The answer must be an exact reproduction of the lines from the start of the records below through the line containing "use crate::config::sources::SinkConfig;", and nothing more.

++++++

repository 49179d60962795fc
pub mod token_fetch;
pub mod token;
pub mod token_cache;
pub mod watchdog;
pub mod manager;
pub mod sink_file;
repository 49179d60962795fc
#[cfg(test)]
mod test {
    use std::fs;
    use std::time::Duration;

    use anyhow::anyhow;

    use crate::config::sources::SinkConfig;
    use crate::resilience::retry::RetrySettings;
    use crate::sinks::manager::SinkManager;
    use crate::sinks::sink_file::FileSink;
    use crate::tests::common::{calls, clock, provider, token_valid_for, ScriptedSource};

    #[tokio::test]
    async fn atomic_write_and_permissions() {
        let dir = tempfile::tempdir().expect("tempdir");
        let path = dir.path().join("nested").join("bearer.token");
        let sink = FileSink::new(&SinkConfig { path: path.display().to_string() });

        sink.write("token-value-123").await.expect("first write");
        sink.write("token-value-456").await.expect("second write");

        assert_eq!(fs::read_to_string(&path).expect("read file"), "token-value-456");
        assert!(!path.with_extension("tmp").exists(), "tmp file renamed away");

        #[cfg(unix)]
        {
            use std::os::unix::fs::PermissionsExt;
            let mode = fs::metadata(&path).expect("meta").permissions().mode() & 0o777;
            assert_eq!(mode, 0o600, "permissions mismatch (expected 0600)");
        }
    }

    #[tokio::test]
    async fn clear_removes_file_and_tolerates_missing() {
        let dir = tempfile::tempdir().expect("tempdir");
        let path = dir.path().join("bearer.token");
        let sink = FileSink::new(&SinkConfig { path: path.display().to_string() });

        sink.write("v").await.unwrap();
        sink.clear().await.unwrap();
        assert!(!path.exists());
        sink.clear().await.unwrap();
    }

    #[tokio::test]
    async fn manager_propagates_tokens_and_resubscribes_after_failure() {
        let dir = tempfile::tempdir().expect("tempdir");
        let path = dir.path().join("bearer.token");
        let clock = clock();
        let script_clock = clock.clone();
        // first generation fails, the next one succeeds
        let (source, counter) = ScriptedSource::new(move |n: usize| {
            if n == 0 { Err(anyhow!("cold start")) } else { Ok(token_valid_for(script_clock.as_ref(), "propagated", 3600)) }
        });
        let (provider, _login) = provider(source, true, clock, RetrySettings::new(0, 0));
        let manager = SinkManager::new(
            Some(FileSink::new(&SinkConfig { path: path.display().to_string() })),
            Duration::from_millis(20),
        );

        let runner = manager.clone();
        let handle = tokio::spawn(async move { runner.run(provider).await });

        let mut content = None;
        for _ in 0..200 {
            if let Ok(v) = fs::read_to_string(&path) {
                content = Some(v);
                break;
            }
            tokio::time::sleep(Duration::from_millis(10)).await;
        }
        handle.abort();

        assert_eq!(content.as_deref(), Some("propagated"));
        assert_eq!(calls(&counter), 2);

        manager.cleanup().await;
        assert!(!path.exists());
    }
}
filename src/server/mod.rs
pub mod server;
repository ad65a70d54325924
//! Handles settings for the application.
//!
//! Values come from an optional `settings.toml` next to the binary,
//! overridden by `COINSLOT__<SECTION>__<KEY>` environment variables
//! (e.g. `COINSLOT__SERVER__PORT=8080`).
use config::{Config, ConfigError, Environment, File};
use serde::Deserialize;

#[derive(Debug, Deserialize)]
#[serde(rename_all = "lowercase")]
pub enum Database {
    Memory,
    Sqlite(String),
}

#[derive(Debug, Deserialize)]
pub struct App {
    pub level: String,
}

#[derive(Debug, Deserialize)]
pub struct Server {
    pub bind: Option<String>,
    pub port: u16,
    pub database: Database,
}

#[derive(Debug, Deserialize)]
pub struct Vending {
    /// Accepted coin values.
    pub coins: Vec<i64>,
}

#[derive(Debug, Deserialize)]
pub struct Auth {
    pub session_ttl_hours: i64,
}

#[derive(Debug, Deserialize)]
pub struct Settings {
    pub app: App,
    pub server: Server,
    pub vending: Vending,
    pub auth: Auth,
}

impl Settings {
    pub fn new() -> Result<Self, ConfigError> {
        let settings = Config::builder()
            .set_default("app.level", "info")?
            .set_default("server.port", 7000)?
            .set_default("server.database", "memory")?
            .set_default("vending.coins", engine::DEFAULT_COINS.to_vec())?
            .set_default("auth.session_ttl_hours", 24)?
            .add_source(File::with_name("settings").required(false))
            .add_source(
                Environment::with_prefix("COINSLOT")
                    .separator("__")
                    .list_separator(",")
                    .with_list_parse_key("vending.coins")
                    .try_parsing(true),
            )
            .build()?;

        settings.try_deserialize()
    }
}
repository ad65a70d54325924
//! Command and patch structs for engine operations.
//!
//! Partial updates are explicit structs listing the mutable fields of each
//! entity; `None` leaves a field untouched. Nothing else can be patched.

use uuid::Uuid;

use crate::Role;

/// Buy `quantity` units of a product.
#[derive(Clone, Debug)]
pub struct BuyCmd {
    pub user_id: Uuid,
    pub product_id: Uuid,
    pub quantity: i64,
}

impl BuyCmd {
    #[must_use]
    pub fn new(user_id: Uuid, product_id: Uuid, quantity: i64) -> Self {
        Self {
            user_id,
            product_id,
            quantity,
        }
    }
}

/// Register a new account.
#[derive(Clone, Debug)]
pub struct NewAccount {
    pub email: String,
    pub password: String,
    pub full_name: Option<String>,
    pub phone: Option<String>,
    /// Defaults to [`Role::Buyer`].
    pub role: Option<Role>,
}

impl NewAccount {
    #[must_use]
    pub fn new(email: impl Into<String>, password: impl Into<String>) -> Self {
        Self {
            email: email.into(),
            password: password.into(),
            full_name: None,
            phone: None,
            role: None,
        }
    }

    #[must_use]
    pub fn full_name(mut self, full_name: impl Into<String>) -> Self {
        self.full_name = Some(full_name.into());
        self
    }

    #[must_use]
    pub fn phone(mut self, phone: impl Into<String>) -> Self {
        self.phone = Some(phone.into());
        self
    }

    #[must_use]
    pub fn role(mut self, role: Role) -> Self {
        self.role = Some(role);
        self
    }
}

#[derive(Clone, Debug, Default)]
pub struct AccountPatch {
    pub full_name: Option<String>,
    pub phone: Option<String>,
    pub role: Option<Role>,
}

impl AccountPatch {
    pub fn is_empty(&self) -> bool {
        self.full_name.is_none() && self.phone.is_none() && self.role.is_none()
    }
}

#[derive(Clone, Debug)]
pub struct NewProduct {
    pub product_name: String,
    pub cost: i64,
}

impl NewProduct {
    #[must_use]
    pub fn new(product_name: impl Into<String>, cost: i64) -> Self {
        Self {
            product_name: product_name.into(),
            cost,
        }
    }
}

#[derive(Clone, Debug, Default)]
pub struct ProductPatch {
    pub product_name: Option<String>,
    pub cost: Option<i64>,
}

impl ProductPatch {
    pub fn is_empty(&self) -> bool {
        self.product_name.is_none() && self.cost.is_none()
    }
}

++++++

#### Task output:
repository 49179d60962795fc
pub mod token_fetch;
pub mod token;
pub mod token_cache;
pub mod watchdog;
pub mod manager;
pub mod sink_file;
repository 49179d60962795fc
#[cfg(test)]
mod test {
    use std::fs;
    use std::time::Duration;

    use anyhow::anyhow;

    use crate::config::sources::SinkConfig;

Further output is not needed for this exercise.